Lo scontro si sta consumando nelle settimane decisive per la scrittura dallo European Chips Act, annunciato dalla presidente von der Leyen durante il suo discorso sullo Stato dell’Unione a settembre, e mentre la Commissione europea sta per presentare le nuove regole sugli aiuti di Stato.

E così arriviamo alla visita di von der Leyen agli stabilimenti Asml. Con lei c’era Rutte (il cui governo nei mesi scorsi è intervenuto per difendere l’azienda dalle mire della cinese Smic). E c’erano sia Vestager sia Breton. Il secondo, però, non compare nelle immagine pubblicate dalla presidente. Un segnale di sostegno alla prima? Forse no, a quanto suggeriscono le parole pronunciate da von der Leyen: per raggiungere l’obiettivo fissato per il 2030 “abbiamo bisogno di più cooperazione tra attività di ricerca in questo settore; di migliorare sul design dei chip; di rafforzare la capacità di produzione per i chip; di più cooperazione con l’industria, che svilupperà nuovi prodotti europei che useranno chip all’avanguardia”.

È una partita, quella all’interno dell’esecutivo comunitario, che coinvolge direttamente gli Stati membri. Da una parte ci sono i Paesi Bassi di Rutte e la Danimarca di Vestager che assieme a Finlandia, Irlanda, Romania e Svezia hanno chiesto alla presidente di non allentare troppo le regole sui sussidi di Stato. Dall’altra ci sono Francia e Germania, ossia il motore dell’Unione europea e gli architetti della “coalizione Ursula”, disposte ad approcci maggiormente statalisti.

E l’Italia? La posizione del governo guidato da Mario Draghi è chiara.
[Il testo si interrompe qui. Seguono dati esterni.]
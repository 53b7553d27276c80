//! Build-time configuration. Every value can be overridden through the environment of
//! the build; the fallbacks are placeholders for local development.

use crate::page::Route;
use nylas_connect::TokenSource;
use yew_router::Routable;

pub static CONFIG: Config = Config::from_env();

pub struct Config {
	pub nylas: NylasConfig,
	pub auth0: Auth0Config,
}

pub struct NylasConfig {
	pub client_id: &'static str,
	/// Defaults to the callback route on the current origin.
	pub redirect_uri: Option<&'static str>,
	pub api_url: &'static str,
}

pub struct Auth0Config {
	pub domain: &'static str,
	pub client_id: &'static str,
	pub audience: Option<&'static str>,
}

impl Config {
	pub const fn from_env() -> Self {
		Self {
			nylas: NylasConfig {
				client_id: match option_env!("NYLAS_CLIENT_ID") {
					Some(value) => value,
					None => "your-nylas-client-id",
				},
				redirect_uri: option_env!("NYLAS_REDIRECT_URI"),
				api_url: match option_env!("NYLAS_API_URL") {
					Some(value) => value,
					None => "https://api.us.nylas.com",
				},
			},
			auth0: Auth0Config {
				domain: match option_env!("AUTH0_DOMAIN") {
					Some(value) => value,
					None => "your-tenant.us.auth0.com",
				},
				client_id: match option_env!("AUTH0_CLIENT_ID") {
					Some(value) => value,
					None => "your-auth0-client-id",
				},
				audience: option_env!("AUTH0_AUDIENCE"),
			},
		}
	}
}

impl NylasConfig {
	pub fn redirect_uri(&self, origin: &str) -> String {
		match self.redirect_uri {
			Some(uri) => uri.to_owned(),
			None => format!("{}{}", origin.trim_end_matches('/'), Route::IntegrationCallback.to_path()),
		}
	}

	pub fn connection_config(&self, origin: &str, identity_token: TokenSource) -> nylas_connect::Config {
		nylas_connect::Config {
			client_id: self.client_id.to_owned(),
			redirect_uri: self.redirect_uri(origin),
			api_url: self.api_url.to_owned(),
			identity_token,
		}
	}
}

impl Auth0Config {
	/// Auth0 returns to the site root, which is also where the login redirect is completed.
	pub fn identity_config(&self, origin: &str) -> identity::Config {
		identity::Config {
			domain: self.domain.to_owned(),
			client_id: self.client_id.to_owned(),
			redirect_uri: format!("{}/", origin.trim_end_matches('/')),
			audience: self.audience.map(str::to_owned),
		}
	}
}

/// The origin the application is served from.
pub fn origin() -> String {
	match gloo_utils::window().location().origin() {
		Ok(origin) => origin,
		Err(err) => {
			log::error!("Failed to read the window origin: {err:?}");
			String::default()
		}
	}
}
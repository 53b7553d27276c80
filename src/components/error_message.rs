use yew::prelude::*;

#[derive(Clone, PartialEq, Properties)]
pub struct ErrorMessageProps {
	pub text: AttrValue,
}

#[function_component]
pub fn ErrorMessage(ErrorMessageProps { text }: &ErrorMessageProps) -> Html {
	html!(<p class="error-msg text-danger">{text.clone()}</p>)
}
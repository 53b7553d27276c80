use crate::{client::Client, Error};
use futures_util::future::LocalBoxFuture;
use std::rc::Rc;
use yew::prelude::*;

#[derive(Clone, Copy, Debug, PartialEq, Eq)]
pub enum Login {
	SignIn,
	/// Opens the hosted page on its signup screen.
	SignUp,
}

impl Login {
	pub(crate) fn screen_hint(&self) -> Option<&'static str> {
		match self {
			Self::SignIn => None,
			Self::SignUp => Some("signup"),
		}
	}
}

/// Context provided by [`crate::Provider`].
#[derive(Clone, PartialEq)]
pub struct Auth {
	pub(crate) client: Option<Rc<Client>>,
	pub(crate) login: Callback<Login>,
	pub(crate) logout: Callback<()>,
}

impl Auth {
	pub fn login_callback(&self) -> &Callback<Login> {
		&self.login
	}

	pub fn logout_callback(&self) -> &Callback<()> {
		&self.logout
	}

	/// Requests the access token without user interaction.
	/// Fails when there is no active session; callers decide whether that matters.
	pub fn access_token(&self) -> LocalBoxFuture<'static, Result<String, Error>> {
		let client = self.client.clone();
		Box::pin(async move {
			let Some(client) = client else {
				return Err(Error::Unavailable);
			};
			client.access_token().await
		})
	}
}

#[cfg(test)]
mod test {
	use super::*;

	#[test]
	fn signup_hints_the_signup_screen() {
		assert_eq!(Login::SignIn.screen_hint(), None);
		assert_eq!(Login::SignUp.screen_hint(), Some("signup"));
	}
}
use yew::prelude::*;

#[derive(Clone, PartialEq, Properties)]
pub struct SpinnerProps {
	#[prop_or_default]
	pub small: bool,
}

#[function_component]
pub fn Spinner(SpinnerProps { small }: &SpinnerProps) -> Html {
	html! {
		<div class={classes!("spinner-border", small.then_some("spinner-border-sm"))} role="status">
			<span class="visually-hidden">{"Loading..."}</span>
		</div>
	}
}
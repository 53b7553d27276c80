pub use log::Level;

pub mod wasm;
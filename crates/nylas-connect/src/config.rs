use futures_util::future::LocalBoxFuture;
use serde::Serialize;
use std::rc::Rc;

/// Supplies the identity provider's bearer token to the SDK.
/// Resolves to `None` when no token is available; that is never an error for the SDK.
pub type TokenSource = Rc<dyn Fn() -> LocalBoxFuture<'static, Option<String>>>;

#[derive(Clone)]
pub struct Config {
	pub client_id: String,
	/// Where the hosted authorization page sends the browser back to.
	pub redirect_uri: String,
	pub api_url: String,
	pub identity_token: TokenSource,
}

/// How `connect` hands control to the hosted authorization page.
#[derive(Clone, Copy, Debug, PartialEq, Eq, Serialize)]
#[serde(rename_all = "lowercase")]
pub enum ConnectMethod {
	/// The SDK returns the authorization url and the caller navigates the tab to it.
	Inline,
}

#[derive(Serialize)]
pub(crate) struct ConnectOptions {
	pub method: ConnectMethod,
}
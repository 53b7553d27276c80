use super::ClaimsError;
use enum_map::Enum;
use futures::future::LocalBoxFuture;
use nylas_connect::Session;
use serde::Serialize;
use std::sync::Arc;

/// Correlates a Nylas request with the identity provider's user.
pub static EXTERNAL_USER_HEADER: &str = "X-Nylas-External-User-Id";

/// The two ways a linked session's credential can be demonstrated.
#[derive(Debug, Clone, Copy, PartialEq, Eq, Enum)]
pub enum ProbeKind {
	/// The session's own bearer token.
	SessionToken,
	/// The session's bearer token plus the identity provider's subject as a correlation header.
	IdentityCorrelated,
}

impl ProbeKind {
	pub fn label(&self) -> &'static str {
		match self {
			Self::SessionToken => "Test Nylas API using Nylas Session Access Token",
			Self::IdentityCorrelated => "Test Nylas API using Auth0 Access Token",
		}
	}
}

#[derive(Clone, PartialEq)]
pub struct ProbeRequest {
	pub url: String,
	pub headers: Vec<(&'static str, String)>,
}

impl ProbeRequest {
	/// `GET /v3/grants/{grant}` authorized by the session's own token.
	pub fn grant_inspection(api_url: &str, session: &Session) -> Self {
		Self {
			url: format!("{}/v3/grants/{}", api_url.trim_end_matches('/'), session.grant_id),
			headers: vec![("Authorization", format!("Bearer {}", session.access_token))],
		}
	}

	pub fn with_header(mut self, name: &'static str, value: impl Into<String>) -> Self {
		self.headers.push((name, value.into()));
		self
	}

	pub fn header(&self, name: &str) -> Option<&str> {
		self.headers
			.iter()
			.find(|(key, _)| key.eq_ignore_ascii_case(name))
			.map(|(_, value)| value.as_str())
	}
}

// Header values hold credentials.
impl std::fmt::Debug for ProbeRequest {
	fn fmt(&self, f: &mut std::fmt::Formatter<'_>) -> std::fmt::Result {
		f.debug_struct("ProbeRequest")
			.field("url", &self.url)
			.field("headers", &self.headers.iter().map(|(name, _)| *name).collect::<Vec<_>>())
			.finish()
	}
}

/// What a probe displays.
#[derive(Debug, Clone, PartialEq, Serialize)]
#[serde(untagged)]
pub enum ProbeOutput {
	Response {
		status: u16,
		#[serde(rename = "statusText")]
		status_text: String,
		data: serde_json::Value,
	},
	Failed {
		error: String,
	},
}

impl ProbeOutput {
	/// `data` is the JSON body, `null` for an empty body, or `{"raw": body}` otherwise.
	pub fn from_response(status: u16, status_text: impl Into<String>, body: &str) -> Self {
		let data = match body.is_empty() {
			true => serde_json::Value::Null,
			false => serde_json::from_str(body).unwrap_or_else(|_| serde_json::json!({ "raw": body })),
		};
		Self::Response {
			status,
			status_text: status_text.into(),
			data,
		}
	}

	pub fn to_pretty_json(&self) -> String {
		serde_json::to_string_pretty(self).unwrap_or_default()
	}
}

#[derive(thiserror::Error, Debug, Clone)]
pub enum ProbeError {
	#[error(transparent)]
	Request(Arc<reqwest::Error>),
	#[error(transparent)]
	IdentityToken(#[from] identity::Error),
	#[error(transparent)]
	Claims(#[from] ClaimsError),
}

impl From<reqwest::Error> for ProbeError {
	fn from(value: reqwest::Error) -> Self {
		Self::Request(Arc::new(value))
	}
}

/// Sends a probe request; any HTTP status is a successful probe.
pub trait ProbeTransport {
	fn send(&self, request: ProbeRequest) -> LocalBoxFuture<'static, Result<ProbeOutput, ProbeError>>;
}

impl ProbeTransport for reqwest::Client {
	fn send(&self, request: ProbeRequest) -> LocalBoxFuture<'static, Result<ProbeOutput, ProbeError>> {
		let mut builder = self.get(&request.url);
		for (name, value) in request.headers {
			builder = builder.header(name, value);
		}
		Box::pin(async move {
			let response = builder.send().await?;
			let status = response.status();
			let body = response.text().await?;
			Ok(ProbeOutput::from_response(
				status.as_u16(),
				status.canonical_reason().unwrap_or_default(),
				&body,
			))
		})
	}
}

#[cfg(test)]
mod test {
	use super::*;
	use crate::connection::testing::session;

	#[test]
	fn grant_inspection_request() {
		let request = ProbeRequest::grant_inspection("https://api.us.nylas.com/", &session("someone@example.com"));
		assert_eq!(request.url, "https://api.us.nylas.com/v3/grants/grant-someone@example.com");
		assert_eq!(request.header("authorization"), Some("Bearer token-someone@example.com"));
		assert_eq!(request.header(EXTERNAL_USER_HEADER), None);
	}

	#[test]
	fn correlation_header() {
		let request = ProbeRequest::grant_inspection("https://api.us.nylas.com", &session("someone@example.com"))
			.with_header(EXTERNAL_USER_HEADER, "auth0|6512");
		assert_eq!(request.header("x-nylas-external-user-id"), Some("auth0|6512"));
		assert!(!format!("{request:?}").contains("token-someone"));
	}

	#[test]
	fn json_body() {
		let output = ProbeOutput::from_response(200, "OK", r#"{"data":{"id":"grant-1"}}"#);
		assert_eq!(
			serde_json::to_value(&output).unwrap(),
			serde_json::json!({ "status": 200, "statusText": "OK", "data": { "data": { "id": "grant-1" } } })
		);
	}

	#[test]
	fn empty_and_raw_bodies() {
		let ProbeOutput::Response { data, .. } = ProbeOutput::from_response(204, "No Content", "") else {
			panic!("expected a response");
		};
		assert_eq!(data, serde_json::Value::Null);

		let ProbeOutput::Response { data, .. } = ProbeOutput::from_response(502, "Bad Gateway", "<html>") else {
			panic!("expected a response");
		};
		assert_eq!(data, serde_json::json!({ "raw": "<html>" }));
	}

	#[test]
	fn failure_output() {
		let output = ProbeOutput::Failed { error: "network down".into() };
		assert_eq!(serde_json::to_value(&output).unwrap(), serde_json::json!({ "error": "network down" }));
	}
}
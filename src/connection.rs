//! The connection flow: a single-owner view model for the linked account, the controller
//! that drives the connection client, the callback handshake and the API probes.

mod callback;
pub use callback::*;
mod claims;
pub use claims::*;
mod controller;
pub use controller::*;
mod failure;
pub use failure::*;
mod hook;
pub use hook::*;
mod navigate;
pub use navigate::*;
mod probe;
pub use probe::*;
mod state;
pub use state::*;

#[cfg(test)]
mod testing;
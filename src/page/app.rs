use crate::{
	components::{ErrorMessage, NavLink},
	config::{origin, CONFIG},
	page,
};
use identity::{Auth, Login, Status};
use yew::prelude::*;
use yew_router::prelude::*;
use yewdux::prelude::*;

/// Mounts the store root and the identity provider around the application.
#[function_component]
pub fn Root() -> Html {
	let config = use_memo((), |_| CONFIG.auth0.identity_config(&origin()));
	html! {
		<YewduxRoot>
			<identity::Provider config={(*config).clone()}>
				<App />
			</identity::Provider>
		</YewduxRoot>
	}
}

#[function_component]
pub fn App() -> Html {
	let status = use_store_value::<Status>();
	if status.is_loading() {
		return html!("Loading...");
	}
	html! {
		<BrowserRouter>
			<Header />
			<main class="container py-3">
				{status.error().map(|message| html!(<ErrorMessage text={format!("Error: {message}")} />))}
				<Switch<Route> render={Route::switch} />
			</main>
		</BrowserRouter>
	}
}

#[derive(Debug, Clone, Copy, PartialEq, Routable)]
pub enum Route {
	#[at("/")]
	Home,
	#[at("/integration")]
	Integration,
	#[at("/integration/callback")]
	IntegrationCallback,
	#[not_found]
	#[at("/404")]
	NotFound,
}

impl Route {
	/// Whether a nav link to `self` should be highlighted while `current` is shown.
	pub fn is_within(&self, current: &Route) -> bool {
		match self {
			Self::Integration => matches!(current, Self::Integration | Self::IntegrationCallback),
			_ => self == current,
		}
	}

	fn switch(self) -> Html {
		match self {
			Self::Home => html!(<page::Home />),
			Self::Integration => html!(<page::Integration />),
			Self::IntegrationCallback => html!(<page::NylasCallback />),
			Self::NotFound => html!(<page::NotFound />),
		}
	}
}

#[function_component]
fn Header() -> Html {
	let auth = use_context::<Auth>().unwrap();
	let status = use_store_value::<Status>();
	let account = match status.user().filter(|_| status.is_authenticated()) {
		Some(user) => {
			let email = user.email().unwrap_or_default().to_owned();
			html! {<>
				<span class="navbar-text text-truncate me-2" title={email.clone()}>{email}</span>
				<button type="button" class="btn btn-outline-secondary" onclick={auth.logout_callback().reform(|_: MouseEvent| ())}>
					{"Logout"}
				</button>
			</>}
		}
		None => html! {<>
			<button
				type="button" class="btn btn-outline-secondary me-2"
				onclick={auth.login_callback().reform(|_: MouseEvent| Login::SignUp)}
			>
				{"Signup"}
			</button>
			<button
				type="button" class="btn btn-primary"
				onclick={auth.login_callback().reform(|_: MouseEvent| Login::SignIn)}
			>
				{"Login"}
			</button>
		</>},
	};
	html! {
		<header>
			<nav class="navbar navbar-expand-lg sticky-top bg-body-tertiary">
				<div class="container-fluid">
					<span class="navbar-brand">{"Auth0 Sample"}</span>
					<ul class="navbar-nav">
						<li class="nav-item">
							<NavLink to={Route::Home}>{"Home"}</NavLink>
						</li>
						<li class="nav-item">
							<NavLink to={Route::Integration}>{"Integration"}</NavLink>
						</li>
					</ul>
					<div class="d-flex align-items-center ms-auto">
						{account}
					</div>
				</div>
			</nav>
		</header>
	}
}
Il ministro dello Sviluppo economico Giancarlo Giorgetti, incontrando il ministro francese dell’Economia Bruno Le Maire a margine del summit dei leader del G20 di Roma a fine ottobre, ha sottolineato l’importanza di una “riflessione sulla compatibilità tra sovranità tecnologica e aiuti di Stato”.

Non sembrano dunque casuali da una parte l’attenzione di Emmanuel Macron sul dialogo transatlantico sui semiconduttori, dall’altra le mire verso gli stabilimenti che il colosso americano Intel è pronto ad aprire in Europa da parte di Italia (in ballo 1.000 posti di lavoro) e Germania (pensando proprio a Dresda). Un caso, quest’ultimo, che ben fotografa l’importanza dei contribuiti pubblici per il rilancio del settore e l’attrazione degli investimenti.